Pilot dies in crash near Hale'iwa

By Karen Blakeman
Advertiser Staff Writer

A 39-year-old Honolulu man was killed this afternoon when the single-seat airplane he was flying crashed in a taro field on the North Shore.

Investigators examine the wreckage of a small plane that crashed near Hale'iwa today, killing the pilot.

Eugene Tanner • The Honolulu Advertiser

Emergency workers and investigators said the man, Ronald Haenel, pilot and mechanic at Kamaka Air Inc., had been flying a very small, home-built, one-propeller aircraft.

He was dead when rescuers arrived at the crash sight shortly after 1 p.m.

Firefighters said the plane looked like it had crashed nose-first into a dry taro field off Farrington Highway, 2 miles from the Dillingham Air Field.

Haenel was thrown from the plane. The wreckage did not catch fire.

Rollo Royle, an air traffic advisor who works in the tower at Dillingham, said Haenel came to the airfield in the late morning and did a couple of touch-and-go takeoffs and landings.

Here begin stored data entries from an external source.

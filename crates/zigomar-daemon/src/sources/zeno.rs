use reqwest::Client;
use serde::Deserialize;
use zigomar_proto::error::SourceError;
use zigomar_proto::icy::parse_icy;
use zigomar_proto::merge::{SourceReport, SourceResult, TrackPatch};
use zigomar_proto::model::Fallback;

use super::get_json;

#[derive(Debug, Deserialize)]
struct MountMetadata {
    #[serde(default, rename = "streamTitle")]
    stream_title: Option<String>,
}

/// Zeno mount metadata: a single `"<artist> - <title>"` string.
pub async fn fetch_secondary_text(client: &Client, url: &str, fallback: &Fallback) -> SourceResult {
    let meta: MountMetadata = get_json(client, url).await?;
    let stream_title = meta
        .stream_title
        .filter(|t| !t.trim().is_empty())
        .ok_or(SourceError::MissingField("streamTitle"))?;

    Ok(SourceReport::SecondaryText {
        track: split_stream_title(&stream_title, fallback),
    })
}

fn split_stream_title(stream_title: &str, fallback: &Fallback) -> TrackPatch {
    let (title, artist) = parse_icy(stream_title);
    TrackPatch {
        title: title.or_else(|| Some(stream_title.trim().to_string())),
        artist: artist.or_else(|| Some(fallback.artist_label.clone())),
        album: None,
        artwork: Some(fallback.logo_url.clone()),
    }
}

#[cfg(test)]
mod tests {
    use super::*;
    use crate::sources::{build_client, testing};
    use axum::routing::get;
    use axum::Router;

    async fn serve_body(body: &'static str) -> String {
        let base = testing::serve(Router::new().route("/meta", get(move || async move { body }))).await;
        format!("{}/meta", base)
    }

    fn track(report: SourceReport) -> TrackPatch {
        match report {
            SourceReport::SecondaryText { track } => track,
            other => panic!("unexpected report {:?}", other),
        }
    }

    #[tokio::test]
    async fn test_artist_and_title_split() {
        let url = serve_body(r#"{"streamTitle":"Artist X - Song Y"}"#).await;
        let client = build_client().unwrap();
        let fb = Fallback::default();

        let track = track(fetch_secondary_text(&client, &url, &fb).await.unwrap());
        assert_eq!(track.artist.as_deref(), Some("Artist X"));
        assert_eq!(track.title.as_deref(), Some("Song Y"));
        assert_eq!(track.artwork.as_deref(), Some(fb.logo_url.as_str()));
    }

    #[tokio::test]
    async fn test_no_delimiter_uses_station_label() {
        let url = serve_body(r#"{"streamTitle":"NoDelimiterHere"}"#).await;
        let client = build_client().unwrap();
        let fb = Fallback::default();

        let track = track(fetch_secondary_text(&client, &url, &fb).await.unwrap());
        assert_eq!(track.title.as_deref(), Some("NoDelimiterHere"));
        assert_eq!(track.artist.as_deref(), Some("Radio Zigomar"));
    }

    #[tokio::test]
    async fn test_missing_or_empty_field_fails() {
        let client = build_client().unwrap();
        let fb = Fallback::default();

        let url = serve_body(r#"{"other":1}"#).await;
        assert_eq!(
            fetch_secondary_text(&client, &url, &fb).await.unwrap_err(),
            SourceError::MissingField("streamTitle")
        );

        let url = serve_body(r#"{"streamTitle":""}"#).await;
        assert_eq!(
            fetch_secondary_text(&client, &url, &fb).await.unwrap_err(),
            SourceError::MissingField("streamTitle")
        );
    }

    #[test]
    fn test_split_on_first_delimiter_only() {
        let fb = Fallback::default();
        let track = split_stream_title("Artist X - Song Y - Live", &fb);
        assert_eq!(track.artist.as_deref(), Some("Artist X"));
        assert_eq!(track.title.as_deref(), Some("Song Y - Live"));
    }
}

At 12:46, Haenel took off for Honolulu with another man piloting an escort plane alongside.

Eleven minutes later, the escort pilot radioed Royle. Haenel's plane had gone down.

Honolulu police and federal officials investigated today.

Tweet Coleman, the Federal Aviation Administration's Pacific representative, said the Los Angeles office of the National Transportation and Safety Board was notified of the crash, but that because the craft was an experimental airplane, it will be investigated by the FAA in Honolulu.

Coleman said the man had filed a flight plan indicating he was on his way to Honolulu airport. She said he experienced mechanical difficulties shortly after takeoff, and had turned to return to Dillingham.

He was two miles from the air field when his homemade airplane, a 1972 Jodel D9, spun in, she said.